In einigen Fällen tritt unabhängig von der respiratorischen Grunderkrankung eine pulmonal ­arterielle Hypertonie (PAH) auf. Diese ist von einem sekundären pulmonalen Hochdruck auf dem Boden einer Lungenerkrankung oder infolge einer Hypoxie zwingend abzugrenzen. Von einer mit der respiratorischen Erkrankung assoziierten pulmonalen Hypertonie kann man ausgehen, wenn

•    eine leichte oder moderate Erhöhung des pulmonalen Gefäßdrucks vorliegt,
•    sich ausgeprägte Lungengerüst- oder Atemwegsveränderungen im CT darstellen,
•    die Funktionstestung der Lunge deutliche und typische Auffälligkeiten zeigt.
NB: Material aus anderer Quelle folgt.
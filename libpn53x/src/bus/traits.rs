// libpn53x-rs/libpn53x/src/bus/traits.rs

use crate::error::BusError;

/// BusLink abstracts the synchronous byte bus away from the transport
/// logic.
///
/// The adapter behind it (SPI, I2C, a test double) is brought up by the
/// caller before a session is created; the transport only needs these two
/// blocking operations. Both report the number of bytes actually moved —
/// the transport decides whether a short transfer is an error.
pub trait BusLink {
    /// Write raw bytes to the device in one bus transaction.
    fn write(&mut self, bytes: &[u8]) -> Result<usize, BusError>;

    /// Read into `buf` in one bus transaction.
    fn read(&mut self, buf: &mut [u8]) -> Result<usize, BusError>;
}
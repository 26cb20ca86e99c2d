//! Directory records and the child iterator.
//!
//! A directory's extent is a run of sectors holding variable-length
//! records. Records never straddle a sector boundary: when the next
//! record does not fit, the remainder of the sector is zero padding and
//! decoding resumes at the next boundary.

use chrono::{DateTime, Duration, TimeZone, Utc};
use log::trace;

use super::decode;
use super::error::{IsoError, Result};
use super::sector::{SectorReader, SECTOR_SIZE};

/// Directory bit of the file-flags byte.
const FLAG_DIRECTORY: u8 = 0x02;

/// One decoded directory record: a file or subdirectory entry.
#[derive(Debug, Clone, PartialEq, Eq)]
pub struct DirectoryRecord {
    /// Entry name with any `;version` suffix stripped. Empty for a
    /// directory's own entry.
    pub name: String,
    /// First sector of the entry's extent.
    pub extent_location: u32,
    /// Extent length in bytes.
    pub extent_length: u32,
    /// Recording time, when the on-disk bytes form a calendar date.
    pub recorded_at: Option<DateTime<Utc>>,
    pub flags: u8,
    pub interleave_unit_size: u8,
    pub interleave_gap_size: u8,
    pub volume_sequence_number: u16,
}

impl DirectoryRecord {
    pub fn is_directory(&self) -> bool {
        self.flags & FLAG_DIRECTORY != 0
    }
}

/// Decode one directory record at the cursor.
///
/// A record of declared length 0 is the null record that terminates the
/// records of the current sector; it consumes one byte and is returned as
/// `None`. Otherwise the record and its declared length (the bytes it
/// accounts for in the enclosing extent) are returned, with the cursor
/// left at the next record boundary.
pub fn read_record(reader: &mut &[u8]) -> Result<Option<(DirectoryRecord, usize)>> {
    let record_length = decode::read_u8(reader)? as usize;
    if record_length == 0 {
        return Ok(None);
    }
    decode::skip_bytes(reader, 1)?; // extended-attribute record length
    let extent_location = decode::read_u32_both(reader, "extent location")?;
    let extent_length = decode::read_u32_both(reader, "extent length")?;
    let recorded_at = read_timestamp(reader)?;
    let flags = decode::read_u8(reader)?;
    let interleave_unit_size = decode::read_u8(reader)?;
    let interleave_gap_size = decode::read_u8(reader)?;
    let volume_sequence_number = decode::read_u16_both(reader, "volume sequence number")?;
    let name_length = decode::read_u8(reader)? as usize;
    let name = decode_name(decode::take_bytes(reader, name_length)?);

    // Records stay even-aligned: an even-length name is followed by one
    // padding byte.
    let mut fixed = 33 + name_length;
    if name_length % 2 == 0 {
        decode::skip_bytes(reader, 1)?;
        fixed += 1;
    }
    if record_length < fixed {
        return Err(IsoError::ImageCorrupt(format!(
            "directory record declares {} bytes but its fields span {}",
            record_length, fixed
        )));
    }
    // Anything up to the declared length is system-use data.
    decode::skip_bytes(reader, record_length - fixed)?;

    let record = DirectoryRecord {
        name,
        extent_location,
        extent_length,
        recorded_at,
        flags,
        interleave_unit_size,
        interleave_gap_size,
        volume_sequence_number,
    };
    Ok(Some((record, record_length)))
}

/// Strip the `;version` suffix and map the null self-identifier to "".
fn decode_name(raw: &[u8]) -> String {
    let text = String::from_utf8_lossy(raw);
    let text = text.trim_end_matches(' ');
    let name = text.split(';').next().unwrap_or_default();
    if name == "\u{0}" {
        String::new()
    } else {
        name.to_string()
    }
}

/// Decode the packed 7-byte recording time.
///
/// Byte 0 is years since 1900, bytes 1-5 are month, day, hour, minute and
/// second, byte 6 is the offset from GMT in signed units of 15 minutes.
/// Bytes that do not form a calendar date (an unrecorded time is all
/// zeroes) yield `None`.
fn read_timestamp(reader: &mut &[u8]) -> Result<Option<DateTime<Utc>>> {
    let raw = decode::take_bytes(reader, 7)?;
    let offset_units = raw[6] as i8;
    let composed = Utc
        .with_ymd_and_hms(
            1900 + i32::from(raw[0]),
            u32::from(raw[1]),
            u32::from(raw[2]),
            u32::from(raw[3]),
            u32::from(raw[4]),
            u32::from(raw[5]),
        )
        .single();
    Ok(composed.map(|time| time - Duration::seconds(i64::from(offset_units) * 15 * 60)))
}

/// Lazily yields the immediate children of one directory.
///
/// The iterator re-reads the directory's extent sector by sector. The
/// first two records are the directory's own entry and its parent's;
/// both are decoded and dropped, and the own entry's extent length bounds
/// the iteration. The sequence is finite and rebuilt fresh for every
/// traversal, so no iterator state outlives a call.
pub struct DirectoryChildren<'a> {
    sectors: &'a SectorReader,
    extent_location: u32,
    extent_length: u32,
    buffer: Vec<u8>,
    cursor: usize,
    consumed: u32,
    primed: bool,
    failed: bool,
}

impl<'a> DirectoryChildren<'a> {
    pub(super) fn new(sectors: &'a SectorReader, extent_location: u32) -> Self {
        Self {
            sectors,
            extent_location,
            extent_length: 0,
            buffer: Vec::new(),
            cursor: 0,
            consumed: 0,
            primed: false,
            failed: false,
        }
    }

    /// Read the first sector and account the self and parent entries.
    fn prime(&mut self) -> Result<()> {
        self.buffer = self
            .sectors
            .read(self.extent_location, SECTOR_SIZE as usize)?;
        let mut reader: &[u8] = &self.buffer;
        let (own, own_length) = read_record(&mut reader)?.ok_or_else(|| {
            IsoError::ImageCorrupt("directory extent starts with a null record".to_string())
        })?;
        let (_, parent_length) = read_record(&mut reader)?.ok_or_else(|| {
            IsoError::ImageCorrupt("directory extent has no parent entry".to_string())
        })?;
        trace!(
            "directory at sector {}: {} bytes of records",
            self.extent_location,
            own.extent_length
        );
        self.extent_length = own.extent_length;
        self.cursor = own_length + parent_length;
        self.consumed = (own_length + parent_length) as u32;
        Ok(())
    }
}

impl Iterator for DirectoryChildren<'_> {
    type Item = Result<DirectoryRecord>;

    fn next(&mut self) -> Option<Self::Item> {
        if self.failed {
            return None;
        }
        if !self.primed {
            self.primed = true;
            if let Err(e) = self.prime() {
                self.failed = true;
                return Some(Err(e));
            }
        }
        loop {
            if self.consumed >= self.extent_length {
                return None;
            }
            // On a sector boundary the next record starts in the next
            // sector of the extent.
            if self.consumed % SECTOR_SIZE == 0 {
                let sector = self.extent_location + self.consumed / SECTOR_SIZE;
                match self.sectors.read(sector, SECTOR_SIZE as usize) {
                    Ok(buffer) => {
                        self.buffer = buffer;
                        self.cursor = 0;
                    }
                    Err(e) => {
                        self.failed = true;
                        return Some(Err(e));
                    }
                }
            }
            let mut reader: &[u8] = &self.buffer[self.cursor..];
            match read_record(&mut reader) {
                Ok(Some((record, length))) => {
                    self.cursor += length;
                    self.consumed += length as u32;
                    return Some(Ok(record));
                }
                Ok(None) => {
                    // The rest of this sector is padding.
                    self.consumed += SECTOR_SIZE - (self.consumed % SECTOR_SIZE);
                }
                Err(e) => {
                    self.failed = true;
                    return Some(Err(e));
                }
            }
        }
    }
}
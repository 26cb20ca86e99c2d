//! Device configuration: where the target appliance lives and how to
//! authenticate against it.

use std::fs;
use std::path::{Path, PathBuf};

use log::debug;
use serde::{Deserialize, Serialize};
use thiserror::Error;

/// Connection settings for a target appliance.
#[derive(Debug, Clone, Deserialize, Serialize)]
pub struct DeviceConfig {
    pub host: String,
    pub username: String,
    pub password: String,
    /// Request timeout for appliance calls, in seconds.
    #[serde(default = "default_timeout_secs")]
    pub timeout_secs: u64,
}

fn default_timeout_secs() -> u64 {
    300
}

/// Errors raised while locating or decoding the configuration.
#[derive(Debug, Error)]
pub enum ConfigError {
    #[error("I/O error: {0:?}")]
    Io(#[from] std::io::Error),

    #[error("Invalid JSON in {path}: {source}")]
    Parse {
        path: PathBuf,
        source: serde_json::Error,
    },

    #[error("No device configuration found (looked in {0:?})")]
    NotFound(Vec<PathBuf>),
}

pub type Result<T> = std::result::Result<T, ConfigError>;

impl DeviceConfig {
    /// Candidate config locations, highest priority first: the per-user
    /// config directory, then the working directory.
    pub fn locations() -> Vec<PathBuf> {
        let mut locations = Vec::new();
        if let Some(config_dir) = dirs::config_dir() {
            locations.push(config_dir.join("softimg").join("device.json"));
        }
        locations.push(PathBuf::from("device.json"));
        locations
    }

    /// Load the configuration, from `explicit` when given, otherwise
    /// from the first candidate location that exists.
    pub fn load(explicit: Option<&Path>) -> Result<Self> {
        if let Some(path) = explicit {
            return Self::load_from(path);
        }
        let locations = Self::locations();
        for path in &locations {
            if path.exists() {
                return Self::load_from(path);
            }
        }
        Err(ConfigError::NotFound(locations))
    }

    /// Load the configuration from one specific file.
    pub fn load_from(path: &Path) -> Result<Self> {
        debug!("loading device configuration from {}", path.display());
        let content = fs::read_to_string(path)?;
        serde_json::from_str(&content).map_err(|source| ConfigError::Parse {
            path: path.to_path_buf(),
            source,
        })
    }

    /// Write the configuration to a file, creating parent directories as
    /// needed.
    pub fn save(&self, path: &Path) -> Result<()> {
        if let Some(parent) = path.parent() {
            fs::create_dir_all(parent)?;
        }
        let json = serde_json::to_string_pretty(self).map_err(|source| ConfigError::Parse {
            path: path.to_path_buf(),
            source,
        })?;
        fs::write(path, json)?;
        Ok(())
    }
}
In einem kardiopulmonalen Belastungstest findet man mitunter einen CO2-Anstieg. Mit der pulmonal­arteriellen Hypertonie assoziierte Risikofaktoren wie Bindegewebs­erkrankungen oder eine HIV-Infektion fehlen in der Regel.

Eine Rechtsherzkatheteruntersuchung bleibt Patienten mit Verdacht auf schweren Lungenhochdruck vorbehalten. Das ist etwa bei zunehmender Symptomatik und Auffälligkeiten im Gasaustausch, die über den durch die Lungenfunktionseinschränkung verursachten Effekt hinausgehen, der Fall. Aus der Diagnostik sollte zudem eine therapeutische Konsequenz erwartbar sein.

Bei Patienten mit pulmonaler Hypertonie zusätzlich zur Lungenerkrankung gilt es, die Grundkrankheit in den Griff zu bekommen. Bei einer Volumenüberladung dienen Diuretika der Symptomlinderung, indem sie über die Vorlast die rechtsventrikuläre Funktion und mittelbar auch den linksventrikulären Auswurf erhöhen. Bei schwerer Erkrankung (pulmonaler Gefäßwiderstand > 5 WE) sollte man an die rechtzeitige Anmeldung zur Transplantation denken.

Der Nutzen von systemischen Vasodilatatoren der Lungenstrombahn bei Patienten mit pulmonaler Hypertonie aufgrund einer respiratorischen Erkrankung ist umstritten. Kritiker befürchten eine Zunahme des Ventilations-Perfusions-Mismatches, da nicht belüftete Bereiche stärker durchblutet werden und die hypoxische Vasokonstriktion aufgehoben wird. Dennoch können Phosphodiesterase-5-Hemmer wie Sildenafil bei schwerer Erkrankung als individueller Versuch an spezialisierten Zentren erwogen werden.